There is controversy in Nigeria about the identity of a man linked to the president who was kidnapped and freed in a dramatic rescue over the weekend.
Jhalil Tafawa Balewa, a key political ally of President Goodluck Jonathan, was abducted from his home on Friday.
It provoked widespread shock because he was believed to be the son of Nigeria's first Prime Minister, Abubakar Tafawa Balewa, who was assassinated.
But after his rescue, the Balewa family told BBC he was not related to them.
The man was trying to campaign for Mr Jonathan ahead of elections due early in 2011, even though the president has not said whether he intends to stand.
Police left nothing to chance to free a man widely believed to be the son of the country's first prime minister.
The gunpoint abduction of President Jonathan's political ally sparked a police operation ending in gunfire, deep in forests outside the capital.
"We staked out the forest undercover," says police spokesman Moshood Jimoh, describing the dramatic kidnap and twilight rescue.
"There was an arrangement to pay the ransom. Secretly, we were there."
The victim was high-profile. Not only was he the leader of a sensitive campaign to drum up support for Mr Jonathan to stand for president next year, he also bore a revered name.
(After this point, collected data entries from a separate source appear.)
use outwrite_value::{Mapping, Record, Value};

use crate::{
    build_tree, is_xml_char, is_xml_name, render, Document, Element, Node,
    RenderError, ITEM, ROOT,
};

const DECLARATION: &str = "<?xml version=\"1.0\" encoding=\"utf-8\"?>";

fn text(name: &str, content: &str) -> Node {
    Node::Element(Element {
        name: name.to_owned(),
        attributes: Vec::new(),
        children: vec![Node::Text(content.to_owned())],
    })
}

fn compact(value: &Value) -> String {
    render(&build_tree(value), None).unwrap()
}

#[test]
fn tree_of_mapping() {
    let value: Value =
        [("name", Value::from("a")), ("count", Value::from(3))]
            .into_iter()
            .collect();

    let document = build_tree(&value);

    assert_eq!(document.version(), "1.0");
    assert_eq!(document.encoding(), "utf-8");
    assert_eq!(document.root().name, ROOT);
    assert_eq!(document.root().children, [
        text("name", "a"),
        text("count", "3")
    ]);
}

#[test]
fn tree_of_sequence_and_record() {
    let mut fields = Mapping::new();
    fields.insert("x".to_owned(), Value::from(1));

    let value = Value::Sequence(vec![
        Value::from(true),
        Value::Record(Record::new("Point", fields)),
    ]);

    let document = build_tree(&value);
    let children = &document.root().children;

    assert_eq!(children[0], text(ITEM, "true"));

    let Node::Element(point) = &children[1] else {
        panic!("expected an element");
    };

    assert_eq!(point.name, ITEM);
    assert_eq!(point.attributes, [("type".to_owned(), "Point".to_owned())]);
    assert_eq!(point.children, [text("x", "1")]);
}

#[test]
fn invalid_names_become_keyed_items() {
    let value: Value =
        [("1st", Value::from(1)), ("two words", Value::from(2))]
            .into_iter()
            .collect();

    assert_eq!(
        compact(&value),
        format!(
            "{DECLARATION}\n<root><item key=\"1st\">1</item><item key=\"two \
             words\">2</item></root>\n"
        )
    );
}

#[test]
fn xml_names() {
    assert!(is_xml_name("name"));
    assert!(is_xml_name("_private"));
    assert!(is_xml_name("dotted.name-1"));
    assert!(is_xml_name("ÿes"));
    assert!(is_xml_name("a·b"));
    assert!(is_xml_name("ünïcode"));

    assert!(!is_xml_name(""));
    assert!(!is_xml_name("1st"));
    assert!(!is_xml_name("XMLish"));
    assert!(!is_xml_name("ns:tag"));
    assert!(!is_xml_name("with space"));

    // letters outside the name ranges
    assert!(!is_xml_name("ª"));
    assert!(!is_xml_name("µ"));
    assert!(!is_xml_name("º"));
    assert!(!is_xml_name("aª"));
    assert!(!is_xml_name("·b"));
    assert!(!is_xml_name("a\u{1}"));
}

#[test]
fn xml_chars() {
    assert!(is_xml_char('\t'));
    assert!(is_xml_char('\n'));
    assert!(is_xml_char('\r'));
    assert!(is_xml_char(' '));
    assert!(is_xml_char('é'));
    assert!(is_xml_char('\u{10000}'));

    assert!(!is_xml_char('\u{0}'));
    assert!(!is_xml_char('\u{1}'));
    assert!(!is_xml_char('\u{1F}'));
    assert!(!is_xml_char('\u{FFFE}'));
    assert!(!is_xml_char('\u{FFFF}'));
}

#[test]
fn render_rejects_forbidden_characters() {
    let note: Value =
        [("note", Value::from("a\u{1}b\u{0}"))].into_iter().collect();
    assert!(matches!(
        render(&build_tree(&note), None),
        Err(RenderError::ForbiddenCharacter('\u{1}'))
    ));

    // the key lands in an attribute value
    let key: Value = [("a\u{8}", Value::from(1))].into_iter().collect();
    assert!(matches!(
        render(&build_tree(&key), Some(2)),
        Err(RenderError::ForbiddenCharacter('\u{8}'))
    ));

    let record = Value::Record(Record::new("Bell\u{7}", Mapping::new()));
    assert!(matches!(
        render(&build_tree(&record), None),
        Err(RenderError::ForbiddenCharacter('\u{7}'))
    ));

    // tab and line breaks are kept
    let value: Value =
        [("note", Value::from("a\tb\r\nc"))].into_iter().collect();
    assert_eq!(
        compact(&value),
        format!("{DECLARATION}\n<root><note>a\tb\r\nc</note></root>\n")
    );
}

#[test]
fn render_rejects_invalid_names() {
    let document = Document::new(Element {
        name: "1st".to_owned(),
        attributes: Vec::new(),
        children: Vec::new(),
    });
    assert!(matches!(
        render(&document, None),
        Err(RenderError::InvalidName(name)) if name == "1st"
    ));

    let document = Document::new(Element {
        name: ROOT.to_owned(),
        attributes: vec![("a b".to_owned(), "c".to_owned())],
        children: Vec::new(),
    });
    assert!(matches!(
        render(&document, None),
        Err(RenderError::InvalidName(name)) if name == "a b"
    ));
}

#[test]
fn render_escapes_text() {
    let value: Value =
        [("expr", Value::from("a < b & c > d"))].into_iter().collect();

    assert_eq!(
        compact(&value),
        format!(
            "{DECLARATION}\n<root><expr>a &lt; b &amp; c &gt; d</expr></root>\n"
        )
    );
}

#[test]
fn render_scalars_and_empty_elements() {
    assert_eq!(
        compact(&Value::from(2.5)),
        format!("{DECLARATION}\n<root>2.5</root>\n")
    );
    assert_eq!(compact(&Value::from("")), format!("{DECLARATION}\n<root/>\n"));
    assert_eq!(
        compact(&Value::Sequence(vec![Value::from(1), Value::from(2)])),
        format!("{DECLARATION}\n<root><item>1</item><item>2</item></root>\n")
    );
}

#[test]
fn render_indented() {
    let value: Value =
        [("name", Value::from("a")), ("count", Value::from(3))]
            .into_iter()
            .collect();

    let rendered = render(&build_tree(&value), Some(2)).unwrap();

    assert!(rendered.starts_with(&format!("{DECLARATION}\n<root>")));
    assert!(rendered.contains("\n  <name>a</name>\n  <count>3</count>\n"));
    assert!(rendered.ends_with("</root>\n"));
}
For those old enough to remember "The Golden Voice of Africa", Sir Abubakar Tafawa Balewa's name and his 1966 assassination evokes emotion.
So no resource was spared to ensure his safety.
But the sting operation, a shoot-out and the captive's rescue were just the beginning of a strange series of questions.
"He is not one of us," Saddik Abubakar Tafawa Balewa told the BBC, after the operation.
"He is neither the nephew, neither the son, neither the grandson of my father," the fourth son of late Sir Abubakar said.